Your instructions: Repeat every line of the following material exactly.

[Start of section]

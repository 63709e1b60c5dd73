// src/common/generation.rs

use core::fmt;
use core::str::FromStr;

/// Protocol dialect spoken by an instrument, detected from its firmware type at open time.
#[derive(Debug, Copy, Clone, Eq, PartialEq, Hash)]
pub enum Generation {
    /// Logger2 firmware (fwtype 100 to 103).
    L2,
    /// Logger3 firmware (fwtype 104 and later).
    L3,
}

impl Generation {
    /// Maps an `id` firmware type onto its dialect.
    pub fn from_fwtype(fwtype: u16) -> Option<Self> {
        match fwtype {
            100..=103 => Some(Generation::L2),
            104.. => Some(Generation::L3),
            _ => None,
        }
    }

    /// Internal separator of list-valued parameters that use the generation's native list
    /// syntax. Fields with a fixed syntax across generations pass their separator explicitly.
    pub fn list_separator(self) -> ListSeparator {
        match self {
            Generation::L2 => ListSeparator::Comma,
            Generation::L3 => ListSeparator::Pipe,
        }
    }
}

impl fmt::Display for Generation {
    fn fmt(&self, f: &mut fmt::Formatter<'_>) -> fmt::Result {
        match self {
            Generation::L2 => f.write_str("L2"),
            Generation::L3 => f.write_str("L3"),
        }
    }
}

/// Separator between the items of a list-valued response parameter.
#[derive(Debug, Copy, Clone, Eq, PartialEq)]
pub enum ListSeparator {
    /// `a|b|c`
    Pipe,
    /// `a, b, c` (spaces around items are trimmed)
    Comma,
}

impl ListSeparator {
    pub const fn as_char(self) -> char {
        match self {
            ListSeparator::Pipe => '|',
            ListSeparator::Comma => ',',
        }
    }

    /// Splits a list value into trimmed, non-empty items.
    pub fn split(self, value: &str) -> impl Iterator<Item = &str> + '_ {
        value
            .split(self.as_char())
            .map(str::trim)
            .filter(|item| !item.is_empty())
    }
}

/// A firmware version as reported by `id` (`1.092`), compared numerically.
///
/// The minor part is always read as three digits, so `1.36` and `1.360` are equal.
#[derive(Debug, Copy, Clone, Eq, PartialEq, Ord, PartialOrd, Hash)]
pub struct FirmwareVersion {
    pub major: u16,
    pub minor: u16,
}

impl FirmwareVersion {
    pub const fn new(major: u16, minor: u16) -> Self {
        FirmwareVersion { major, minor }
    }
}

/// Error returned when a firmware version string is malformed.
#[derive(Debug, Copy, Clone, Eq, PartialEq)]
pub struct FirmwareVersionError;

impl FromStr for FirmwareVersion {
    type Err = FirmwareVersionError;

    fn from_str(s: &str) -> Result<Self, Self::Err> {
        let (major, minor) = s.trim().split_once('.').ok_or(FirmwareVersionError)?;
        if minor.is_empty() || minor.len() > 3 || !minor.bytes().all(|b| b.is_ascii_digit()) {
            return Err(FirmwareVersionError);
        }
        let major = major.parse::<u16>().map_err(|_| FirmwareVersionError)?;
        let mut scaled = minor.parse::<u16>().map_err(|_| FirmwareVersionError)?;
        for _ in minor.len()..3 {
            scaled *= 10;
        }
        Ok(FirmwareVersion { major, minor: scaled })
    }
}

impl fmt::Display for FirmwareVersion {
    fn fmt(&self, f: &mut fmt::Formatter<'_>) -> fmt::Result {
        write!(f, "{}.{:03}", self.major, self.minor)
    }
}

/// Capabilities whose availability is a historical fact about particular firmware releases.
#[derive(Debug, Copy, Clone, Eq, PartialEq)]
pub enum Feature {
    /// 3 Hz and 5 Hz sampling periods.
    FastSampling,
    /// `channel all` responses enumerating every channel with `index = n` groups.
    IndexedChannelListing,
    /// Selecting channels by label in `fetch`.
    FetchChannelSelection,
}

/// Which firmware releases provide a feature.
#[derive(Debug, Copy, Clone, Eq, PartialEq)]
enum Availability {
    /// Any release of the firmware type.
    Any,
    /// Releases up to and including the given version.
    UpTo(FirmwareVersion),
}

/// `(feature, fwtype, availability)`; a feature absent for a firmware type is unavailable.
const FEATURE_TABLE: &[(Feature, u16, Availability)] = &[
    (Feature::FastSampling, 100, Availability::Any),
    (Feature::FastSampling, 103, Availability::UpTo(FirmwareVersion::new(1, 360))),
    (Feature::IndexedChannelListing, 104, Availability::Any),
    (Feature::FetchChannelSelection, 104, Availability::Any),
];

/// Looks up whether a firmware type/version provides `feature`.
///
/// Firmware types newer than any in the table inherit the newest table entry's answer for that
/// feature; fwtype 105 behaves like 104.
pub fn feature_available(feature: Feature, fwtype: u16, version: FirmwareVersion) -> bool {
    let newest_listed = FEATURE_TABLE
        .iter()
        .filter(|(f, _, _)| *f == feature)
        .map(|(_, t, _)| *t)
        .max();
    let lookup_type = match newest_listed {
        Some(newest) if fwtype > newest && newest >= 104 => newest,
        _ => fwtype,
    };

    FEATURE_TABLE
        .iter()
        .filter(|(f, t, _)| *f == feature && *t == lookup_type)
        .any(|(_, _, availability)| match availability {
            Availability::Any => true,
            Availability::UpTo(limit) => version <= *limit,
        })
}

[End of section]

The completed task:
repository 63709e1b60c5dd73
// src/common/generation.rs

use core::fmt;
use core::str::FromStr;

/// Protocol dialect spoken by an instrument, detected from its firmware type at open time.
#[derive(Debug, Copy, Clone, Eq, PartialEq, Hash)]
pub enum Generation {
    /// Logger2 firmware (fwtype 100 to 103).
    L2,
    /// Logger3 firmware (fwtype 104 and later).
    L3,
}

impl Generation {
    /// Maps an `id` firmware type onto its dialect.
    pub fn from_fwtype(fwtype: u16) -> Option<Self> {
        match fwtype {
            100..=103 => Some(Generation::L2),
            104.. => Some(Generation::L3),
            _ => None,
        }
    }

    /// Internal separator of list-valued parameters that use the generation's native list
    /// syntax. Fields with a fixed syntax across generations pass their separator explicitly.
    pub fn list_separator(self) -> ListSeparator {
        match self {
            Generation::L2 => ListSeparator::Comma,
            Generation::L3 => ListSeparator::Pipe,
        }
    }
}

impl fmt::Display for Generation {
    fn fmt(&self, f: &mut fmt::Formatter<'_>) -> fmt::Result {
        match self {
            Generation::L2 => f.write_str("L2"),
            Generation::L3 => f.write_str("L3"),
        }
    }
}

/// Separator between the items of a list-valued response parameter.
#[derive(Debug, Copy, Clone, Eq, PartialEq)]
pub enum ListSeparator {
    /// `a|b|c`
    Pipe,
    /// `a, b, c` (spaces around items are trimmed)
    Comma,
}

impl ListSeparator {
    pub const fn as_char(self) -> char {
        match self {
            ListSeparator::Pipe => '|',
            ListSeparator::Comma => ',',
        }
    }

    /// Splits a list value into trimmed, non-empty items.
    pub fn split(self, value: &str) -> impl Iterator<Item = &str> + '_ {
        value
            .split(self.as_char())
            .map(str::trim)
            .filter(|item| !item.is_empty())
    }
}

/// A firmware version as reported by `id` (`1.092`), compared numerically.
///
/// The minor part is always read as three digits, so `1.36` and `1.360` are equal.
#[derive(Debug, Copy, Clone, Eq, PartialEq, Ord, PartialOrd, Hash)]
pub struct FirmwareVersion {
    pub major: u16,
    pub minor: u16,
}

impl FirmwareVersion {
    pub const fn new(major: u16, minor: u16) -> Self {
        FirmwareVersion { major, minor }
    }
}

/// Error returned when a firmware version string is malformed.
#[derive(Debug, Copy, Clone, Eq, PartialEq)]
pub struct FirmwareVersionError;

impl FromStr for FirmwareVersion {
    type Err = FirmwareVersionError;

    fn from_str(s: &str) -> Result<Self, Self::Err> {
        let (major, minor) = s.trim().split_once('.').ok_or(FirmwareVersionError)?;
        if minor.is_empty() || minor.len() > 3 || !minor.bytes().all(|b| b.is_ascii_digit()) {
            return Err(FirmwareVersionError);
        }
        let major = major.parse::<u16>().map_err(|_| FirmwareVersionError)?;
        let mut scaled = minor.parse::<u16>().map_err(|_| FirmwareVersionError)?;
        for _ in minor.len()..3 {
            scaled *= 10;
        }
        Ok(FirmwareVersion { major, minor: scaled })
    }
}

impl fmt::Display for FirmwareVersion {
    fn fmt(&self, f: &mut fmt::Formatter<'_>) -> fmt::Result {
        write!(f, "{}.{:03}", self.major, self.minor)
    }
}

/// Capabilities whose availability is a historical fact about particular firmware releases.
#[derive(Debug, Copy, Clone, Eq, PartialEq)]
pub enum Feature {
    /// 3 Hz and 5 Hz sampling periods.
    FastSampling,
    /// `channel all` responses enumerating every channel with `index = n` groups.
    IndexedChannelListing,
    /// Selecting channels by label in `fetch`.
    FetchChannelSelection,
}

/// Which firmware releases provide a feature.
#[derive(Debug, Copy, Clone, Eq, PartialEq)]
enum Availability {
    /// Any release of the firmware type.
    Any,
    /// Releases up to and including the given version.
    UpTo(FirmwareVersion),
}

/// `(feature, fwtype, availability)`; a feature absent for a firmware type is unavailable.
const FEATURE_TABLE: &[(Feature, u16, Availability)] = &[
    (Feature::FastSampling, 100, Availability::Any),
    (Feature::FastSampling, 103, Availability::UpTo(FirmwareVersion::new(1, 360))),
    (Feature::IndexedChannelListing, 104, Availability::Any),
    (Feature::FetchChannelSelection, 104, Availability::Any),
];

/// Looks up whether a firmware type/version provides `feature`.
///
/// Firmware types newer than any in the table inherit the newest table entry's answer for that
/// feature; fwtype 105 behaves like 104.
pub fn feature_available(feature: Feature, fwtype: u16, version: FirmwareVersion) -> bool {
    let newest_listed = FEATURE_TABLE
        .iter()
        .filter(|(f, _, _)| *f == feature)
        .map(|(_, t, _)| *t)
        .max();
    let lookup_type = match newest_listed {
        Some(newest) if fwtype > newest && newest >= 104 => newest,
        _ => fwtype,
    };

    FEATURE_TABLE
        .iter()
        .filter(|(f, t, _)| *f == feature && *t == lookup_type)
        .any(|(_, _, availability)| match availability {
            Availability::Any => true,
            Availability::UpTo(limit) => version <= *limit,
        })
}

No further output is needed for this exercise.